> _TASK TO CARRY OUT_: Start at the first line of the listing below. Write out each line exactly, stopping after the one that contains "use serde_json::Value;".

> _LISTED ENTRIES_:
┌──
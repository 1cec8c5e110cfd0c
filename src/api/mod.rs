//! Host action calls.
//!
//! The bot does not know up front which of its connections to the OneBot
//! host will answer a given action. [`ActionResolver`] walks an ordered
//! list of [`CallStrategy`] candidates and returns the first answer;
//! callers only see a payload or a typed [`ActionError`].

pub mod resolver;
pub mod strategy;

pub use resolver::ActionResolver;
pub use strategy::HostSurfaces;

use std::fmt;

use async_trait::async_trait;
use serde_json::Value;

use crate::onebot::{ApiFailure, FailureKind};

/// The closed set of host actions the bot uses.
#[derive(Debug, Clone, Copy, PartialEq, Eq, Hash)]
pub enum Action {
    SendLike,
    GetStrangerInfo,
    GetProfileLike,
}

impl Action {
    /// OneBot action name on the wire
    pub fn as_str(&self) -> &'static str {
        match self {
            Action::SendLike => "send_like",
            Action::GetStrangerInfo => "get_stranger_info",
            Action::GetProfileLike => "get_profile_like",
        }
    }
}

impl fmt::Display for Action {
    fn fmt(&self, f: &mut fmt::Formatter<'_>) -> fmt::Result {
        f.write_str(self.as_str())
    }
}

/// A candidate that was tried and failed.
#[derive(Debug, Clone, PartialEq)]
pub struct Attempt {
    pub name: String,
    pub reason: String,
}

#[derive(Debug, Clone, PartialEq, thiserror::Error)]
pub enum ActionError {
    /// No candidate produced an answer
    #[error("no api surface for {action}, attempted: {}", format_attempts(.attempts))]
    NoApiSurface {
        action: Action,
        attempts: Vec<Attempt>,
    },
    /// Platform daily cap reached
    #[error("rate limited: {0}")]
    RateLimited(String),
    /// Target refuses likes from non-contacts
    #[error("permission denied: {0}")]
    PermissionDenied(String),
    #[error("host refused (retcode {retcode}): {message}")]
    Unknown { retcode: i64, message: String },
}

impl From<ApiFailure> for ActionError {
    fn from(failure: ApiFailure) -> Self {
        match failure.kind {
            FailureKind::RateLimited => ActionError::RateLimited(failure.message),
            FailureKind::PermissionDenied => ActionError::PermissionDenied(failure.message),
            FailureKind::Unknown => ActionError::Unknown {
                retcode: failure.retcode,
                message: failure.message,
            },
        }
    }
}

fn format_attempts(attempts: &[Attempt]) -> String {
    if attempts.is_empty() {
        return "none".to_string();
    }
    attempts
        .iter()
        .map(|a| format!("{} ({})", a.name, a.reason))
        .collect::<Vec<_>>()
        .join(", ")
}

/// Anything that can run a host action.
///
/// Implemented by [`ActionResolver`]; the like service and command handlers
/// depend on this trait only.
#[async_trait]
pub trait ActionCaller: Send + Sync {
    async fn call(&self, action: Action, params: Value) -> Result<Value, ActionError>;
}
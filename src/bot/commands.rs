//! Chat commands.
//!
//! Routes are tried in table order. A handler may pass on a message it
//! matched (white-list miss, no @ targets...), in which case the next
//! matching route gets a chance.

use anyhow::Result;
use regex::Regex;
use serde_json::{json, Value};
use tracing::{info, warn};

use crate::api::{Action, ActionCaller};
use crate::config::Config;
use crate::like::LikeService;
use crate::onebot::MessageEvent;
use crate::store::{Change, ConfigStore};

pub const ALREADY_SUBSCRIBED: &str = "你已经订阅点赞了哦~";
pub const SUBSCRIBED: &str = "订阅成功！我将每天自动为你点赞";
pub const NOT_SUBSCRIBED: &str = "你还没有订阅点赞哦~";
pub const UNSUBSCRIBED: &str = "已取消订阅！我将不再自动给你点赞";
pub const NO_SUBSCRIBERS: &str = "当前没有订阅点赞的用户哦~";
pub const NO_LIKES: &str = "暂无有效的点赞信息";

#[derive(Debug, Clone, Copy, PartialEq, Eq)]
pub enum Command {
    LikeMe,
    LikeMentioned,
    Subscribe,
    Unsubscribe,
    ListSubscribers,
    WhoLikedMe,
    Settings,
}

#[derive(Debug, Clone, Copy, PartialEq, Eq)]
enum Permission {
    Anyone,
    Master,
}

struct Route {
    pattern: Regex,
    command: Command,
    permission: Permission,
}

/// What a handler did with a message
#[derive(Debug, PartialEq)]
pub enum Handled {
    Reply(String),
    /// Not for this handler; keep matching
    Pass,
}

pub struct Router {
    routes: Vec<Route>,
    store: ConfigStore,
    likes: LikeService,
    config: Config,
}

impl Router {
    pub fn new(config: &Config, store: ConfigStore, likes: LikeService) -> Result<Self> {
        let table = [
            (r"^#赞我$", Command::LikeMe, Permission::Anyone),
            (r"^#赞.*", Command::LikeMentioned, Permission::Anyone),
            (r"^#订阅点赞$", Command::Subscribe, Permission::Anyone),
            (r"^#取消订阅点赞$", Command::Unsubscribe, Permission::Anyone),
            (r"^#订阅点赞列表$", Command::ListSubscribers, Permission::Anyone),
            (r"^#谁赞了bot$", Command::WhoLikedMe, Permission::Master),
            (
                r"^#点赞配置(?:\s+(\S+)(?:\s+([\s\S]+))?)?$",
                Command::Settings,
                Permission::Master,
            ),
        ];

        let routes = table
            .into_iter()
            .map(|(pattern, command, permission)| {
                Ok(Route {
                    pattern: Regex::new(pattern)?,
                    command,
                    permission,
                })
            })
            .collect::<Result<Vec<_>>>()?;

        Ok(Self {
            routes,
            store,
            likes,
            config: config.clone(),
        })
    }

    /// Runs the first handler that takes the message. Returns the reply, if any.
    pub async fn dispatch(&self, event: &MessageEvent, api: &dyn ActionCaller) -> Result<Option<String>> {
        let text = event.text();
        if !text.starts_with('#') {
            return Ok(None);
        }

        for route in &self.routes {
            let Some(captures) = route.pattern.captures(&text) else {
                continue;
            };
            if route.permission == Permission::Master && !self.config.is_master(event.user_id) {
                info!("[cmd] {:?} from {} ignored: not a master", route.command, event.user_id);
                continue;
            }

            let args: Vec<Option<String>> = captures
                .iter()
                .skip(1)
                .map(|m| m.map(|m| m.as_str().to_string()))
                .collect();

            info!("[cmd] {:?} from {}", route.command, event.user_id);
            match self.run(route.command, event, api, &args).await? {
                Handled::Reply(reply) => return Ok(Some(reply)),
                Handled::Pass => continue,
            }
        }
        Ok(None)
    }

    async fn run(
        &self,
        command: Command,
        event: &MessageEvent,
        api: &dyn ActionCaller,
        args: &[Option<String>],
    ) -> Result<Handled> {
        match command {
            Command::LikeMe => self.like_me(event, api).await,
            Command::LikeMentioned => self.like_mentioned(event, api).await,
            Command::Subscribe => self.subscribe(event).await,
            Command::Unsubscribe => self.unsubscribe(event).await,
            Command::ListSubscribers => self.list_subscribers().await,
            Command::WhoLikedMe => self.who_liked_me(api).await,
            Command::Settings => {
                let path = args.first().cloned().flatten();
                let value = args.get(1).cloned().flatten();
                self.settings(path, value).await
            }
        }
    }

    async fn white_listed(&self, event: &MessageEvent) -> Result<bool> {
        let doc = self.store.snapshot().await?;
        Ok(doc.allows_group(event.group_id()))
    }

    // ── Like commands ─────────────────────────────────────

    async fn like_me(&self, event: &MessageEvent, api: &dyn ActionCaller) -> Result<Handled> {
        if !self.white_listed(event).await? {
            return Ok(Handled::Pass);
        }
        let report = self.likes.like_user(api, event.user_id).await;
        Ok(Handled::Reply(report.reply))
    }

    async fn like_mentioned(&self, event: &MessageEvent, api: &dyn ActionCaller) -> Result<Handled> {
        if !self.white_listed(event).await? {
            return Ok(Handled::Pass);
        }
        let targets = event.mentioned_users();
        if targets.is_empty() {
            return Ok(Handled::Pass);
        }

        let mut replies = Vec::with_capacity(targets.len());
        for user_id in targets {
            replies.push(self.likes.like_user(api, user_id).await.reply);
        }
        Ok(Handled::Reply(replies.join("\n")))
    }

    // ── Subscriptions ─────────────────────────────────────

    async fn subscribe(&self, event: &MessageEvent) -> Result<Handled> {
        let user_id = event.user_id.to_string();
        let added = self
            .store
            .update(move |doc| {
                if doc.subscribe(&user_id) {
                    Change::Changed(true)
                } else {
                    Change::Unchanged(false)
                }
            })
            .await?;
        Ok(Handled::Reply(
            if added { SUBSCRIBED } else { ALREADY_SUBSCRIBED }.to_string(),
        ))
    }

    async fn unsubscribe(&self, event: &MessageEvent) -> Result<Handled> {
        let user_id = event.user_id.to_string();
        let removed = self
            .store
            .update(move |doc| {
                if doc.unsubscribe(&user_id) {
                    Change::Changed(true)
                } else {
                    Change::Unchanged(false)
                }
            })
            .await?;
        Ok(Handled::Reply(
            if removed { UNSUBSCRIBED } else { NOT_SUBSCRIBED }.to_string(),
        ))
    }

    async fn list_subscribers(&self) -> Result<Handled> {
        let doc = self.store.snapshot().await?;
        if doc.subscribed_users.is_empty() {
            return Ok(Handled::Reply(NO_SUBSCRIBERS.to_string()));
        }
        Ok(Handled::Reply(format!(
            "当前订阅点赞的用户ID列表：\n{}",
            doc.subscribed_users.join("\n")
        )))
    }

    // ── Master commands ───────────────────────────────────

    async fn who_liked_me(&self, api: &dyn ActionCaller) -> Result<Handled> {
        let entries = match api.call(Action::GetProfileLike, json!({})).await {
            Ok(data) => profile_likes(&data),
            Err(e) => {
                warn!("[cmd] Failed to fetch profile likes: {e}");
                Vec::new()
            }
        };

        let lines: Vec<String> = entries
            .iter()
            .map(|(nick, count)| format!("【{nick}】赞了我{count}次"))
            .collect();
        if lines.is_empty() {
            return Ok(Handled::Reply(NO_LIKES.to_string()));
        }
        Ok(Handled::Reply(lines.join("\n")))
    }

    async fn settings(&self, path: Option<String>, value: Option<String>) -> Result<Handled> {
        let Some(path) = path else {
            return Ok(Handled::Reply(
                "用法：#点赞配置 <配置项> [新值]\n配置项：enable_white_list, white_list_groups, \
                 subscribed_users, last_like_date, reply_templates.success, \
                 reply_templates.limit, reply_templates.stranger"
                    .to_string(),
            ));
        };

        let Some(raw) = value else {
            let doc = self.store.snapshot().await?;
            let reply = match doc.get_path(&path) {
                Some(v) => format!("{path}:\n{}", serde_yaml::to_string(&v)?.trim_end()),
                None => format!("没有这个配置项：{path}"),
            };
            return Ok(Handled::Reply(reply));
        };

        let new_value: serde_yaml::Value = match serde_yaml::from_str(&raw) {
            Ok(v) => v,
            Err(e) => return Ok(Handled::Reply(format!("无法解析新值：{e}"))),
        };
        let target = path.clone();
        let result = self
            .store
            .update(move |doc| match doc.set_path(&target, new_value) {
                Ok(()) => Change::Changed(Ok(())),
                Err(e) => Change::Unchanged(Err(e)),
            })
            .await?;

        Ok(Handled::Reply(match result {
            Ok(()) => {
                info!("[cmd] Setting {path} updated");
                format!("已更新 {path}")
            }
            Err(e) => format!("更新失败：{e}"),
        }))
    }
}

/// `(nick, count)` pairs from a `get_profile_like` payload, dropping
/// entries without a nickname or with no likes.
fn profile_likes(data: &Value) -> Vec<(String, u64)> {
    let data = data.get("data").unwrap_or(data);
    let infos = data
        .pointer("/favoriteInfo/userInfos")
        .or_else(|| data.get("userInfos"))
        .and_then(Value::as_array);

    infos
        .into_iter()
        .flatten()
        .filter_map(|info| {
            let nick = info.get("nick").and_then(Value::as_str)?;
            let count = info.get("count").and_then(Value::as_u64)?;
            (!nick.is_empty() && count > 0).then(|| (nick.to_string(), count))
        })
        .collect()
}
└──
> _RESULT_:
repository 1cec8c5e110cfd0c
filename src/api/mod.rs
//! Host action calls.
//!
//! The bot does not know up front which of its connections to the OneBot
//! host will answer a given action. [`ActionResolver`] walks an ordered
//! list of [`CallStrategy`] candidates and returns the first answer;
//! callers only see a payload or a typed [`ActionError`].

pub mod resolver;
pub mod strategy;

pub use resolver::ActionResolver;
pub use strategy::HostSurfaces;

use std::fmt;

use async_trait::async_trait;
use serde_json::Value;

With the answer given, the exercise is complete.